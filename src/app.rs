use anyhow::{Context, Result};
use clap::Parser;
use clap_verbosity_flag::{InfoLevel, Verbosity};
use log::{debug, error, info, warn};
use std::time::Duration;

use crate::actions::PlayerCountAction;
use crate::compositor::BitmapCompositor;
use crate::config::PluginConfig;
use crate::managers::refresh::RefreshCoordinator;
use crate::roblox_client::RobloxClient;
use crate::streamdeck::{self, LaunchInfo};
use crate::utils::logging::init_logging;

/// Flags the Stream Deck application passes with a single dash.
const LAUNCH_FLAGS: [&str; 4] = ["-port", "-pluginUUID", "-registerEvent", "-info"];
const WRITER_FLUSH_TIMEOUT: Duration = Duration::from_secs(2);

#[derive(Debug, clap::Parser)]
#[command(author, version, about, long_about = None)]
struct Args {
    #[arg(long)]
    port: u16,

    #[arg(long = "pluginUUID")]
    plugin_uuid: String,

    #[arg(long = "registerEvent")]
    register_event: String,

    /// Host and device description as JSON. Only logged.
    #[arg(long)]
    info: Option<String>,

    #[clap(flatten)]
    verbose: Verbosity<InfoLevel>,
}

impl Args {
    fn launch_info(&self) -> LaunchInfo {
        LaunchInfo {
            port: self.port,
            plugin_uuid: self.plugin_uuid.clone(),
            register_event: self.register_event.clone(),
        }
    }

    fn cli_level(&self) -> Option<log::LevelFilter> {
        self.verbose
            .is_present()
            .then(|| self.verbose.log_level_filter())
    }
}

fn normalize_launch_args(args: impl IntoIterator<Item = String>) -> Vec<String> {
    args.into_iter()
        .map(|arg| {
            if LAUNCH_FLAGS.contains(&arg.as_str()) {
                format!("-{}", arg)
            } else {
                arg
            }
        })
        .collect()
}

pub fn run() {
    let args = Args::parse_from(normalize_launch_args(std::env::args()));

    let (config, config_error) = match PluginConfig::load() {
        Ok(config) => (config, None),
        Err(e) => (PluginConfig::default(), Some(e)),
    };
    init_logging(args.cli_level(), &config);
    if let Some(e) = config_error {
        warn!("Ignoring config file, using defaults: {:#}", e);
    }

    info!("Starting rbx-player-count {}", env!("CARGO_PKG_VERSION"));
    if let Some(host_info) = &args.info {
        debug!("Host info: {}", host_info);
    }

    let runtime = match tokio::runtime::Builder::new_current_thread()
        .enable_all()
        .build()
    {
        Ok(runtime) => runtime,
        Err(e) => {
            eprintln!("Failed to build async runtime: {}", e);
            std::process::exit(1);
        }
    };

    if let Err(e) = runtime.block_on(run_plugin(args.launch_info(), config)) {
        error!("{:#}", e);
        eprintln!("rbx-player-count failed: {:#}", e);
        std::process::exit(1);
    }
    info!("Shutdown complete");
}

async fn run_plugin(launch: LaunchInfo, config: PluginConfig) -> Result<()> {
    // The host starts plugins from their own directory.
    let plugin_dir = std::env::current_dir().context("Failed to read plugin directory")?;
    let api = RobloxClient::new(&config)?;
    let (host, mut events, writer) = streamdeck::connect(&launch, plugin_dir).await?;

    let coordinator = RefreshCoordinator::new(
        api,
        host.clone(),
        BitmapCompositor,
        config.refresh_interval(),
    );
    let action = PlayerCountAction::new(coordinator.clone(), config);

    let (shutdown_tx, mut shutdown_rx) = tokio::sync::mpsc::unbounded_channel::<()>();
    if let Err(e) = ctrlc::set_handler(move || {
        info!("Shutdown signal received, initiating graceful shutdown...");
        let _ = shutdown_tx.send(());
    }) {
        error!("Failed to set Ctrl-C handler: {}", e);
    }

    loop {
        tokio::select! {
            event = events.next_event() => match event {
                Some(event) => action.handle(event),
                None => {
                    info!("Stream Deck connection ended");
                    break;
                }
            },
            Some(()) = shutdown_rx.recv() => break,
        }
    }

    coordinator.shutdown();
    host.close();
    log_writer_exit(tokio::time::timeout(WRITER_FLUSH_TIMEOUT, writer).await);
    Ok(())
}

/// Returns whether the writer drained its queue and exited on its own.
fn log_writer_exit(
    outcome: Result<Result<(), tokio::task::JoinError>, tokio::time::error::Elapsed>,
) -> bool {
    match outcome {
        Ok(Ok(())) => {
            debug!("Stream Deck writer finished");
            true
        }
        Ok(Err(e)) => {
            warn!("Stream Deck writer did not finish cleanly: {}", e);
            false
        }
        Err(_) => {
            warn!("Timed out flushing messages to Stream Deck");
            false
        }
    }
}

#[cfg(test)]
mod tests {
    use super::*;

    fn argv(args: &[&str]) -> Vec<String> {
        args.iter().map(|s| s.to_string()).collect()
    }

    #[test]
    fn parses_stream_deck_launch_line() {
        let args = Args::parse_from(normalize_launch_args(argv(&[
            "rbx-player-count",
            "-port",
            "28196",
            "-pluginUUID",
            "ABC123",
            "-registerEvent",
            "registerPlugin",
            "-info",
            r#"{"application":{"version":"6.4"}}"#,
        ])));

        assert_eq!(
            args.launch_info(),
            LaunchInfo {
                port: 28196,
                plugin_uuid: "ABC123".to_string(),
                register_event: "registerPlugin".to_string(),
            }
        );
        assert!(args.info.is_some());
        assert_eq!(args.cli_level(), None);
    }

    #[test]
    fn double_dash_and_verbosity_are_accepted() {
        let args = Args::parse_from(normalize_launch_args(argv(&[
            "rbx-player-count",
            "--port",
            "1",
            "--pluginUUID",
            "u",
            "--registerEvent",
            "r",
            "-vv",
        ])));
        assert_eq!(args.port, 1);
        assert_eq!(args.cli_level(), Some(log::LevelFilter::Trace));
    }

    #[test]
    fn missing_port_is_rejected() {
        let result = Args::try_parse_from(normalize_launch_args(argv(&[
            "rbx-player-count",
            "-pluginUUID",
            "u",
            "-registerEvent",
            "r",
        ])));
        assert!(result.is_err());
    }

    #[tokio::test]
    async fn writer_exit_is_reported_for_every_outcome() {
        let finished = tokio::spawn(async {});
        assert!(log_writer_exit(
            tokio::time::timeout(WRITER_FLUSH_TIMEOUT, finished).await
        ));

        let aborted = tokio::spawn(std::future::pending::<()>());
        aborted.abort();
        let outcome = tokio::time::timeout(WRITER_FLUSH_TIMEOUT, aborted).await;
        assert!(matches!(&outcome, Ok(Err(e)) if e.is_cancelled()));
        assert!(!log_writer_exit(outcome));

        let stuck = tokio::spawn(std::future::pending::<()>());
        let outcome = tokio::time::timeout(Duration::from_millis(10), stuck).await;
        assert!(outcome.is_err());
        assert!(!log_writer_exit(outcome));
    }

    #[test]
    fn only_known_flags_are_rewritten() {
        assert_eq!(
            normalize_launch_args(argv(&["-port", "-v", "-q", "-portal", "value"])),
            argv(&["--port", "-v", "-q", "-portal", "value"])
        );
    }
}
********************
• [WHAT TO DO]: Return each line from the material that includes the string "finished".

• [RESPONSE AREA]:
            debug!("Stream Deck writer finished");
        let finished = tokio::spawn(async {});
            tokio::time::timeout(WRITER_FLUSH_TIMEOUT, finished).await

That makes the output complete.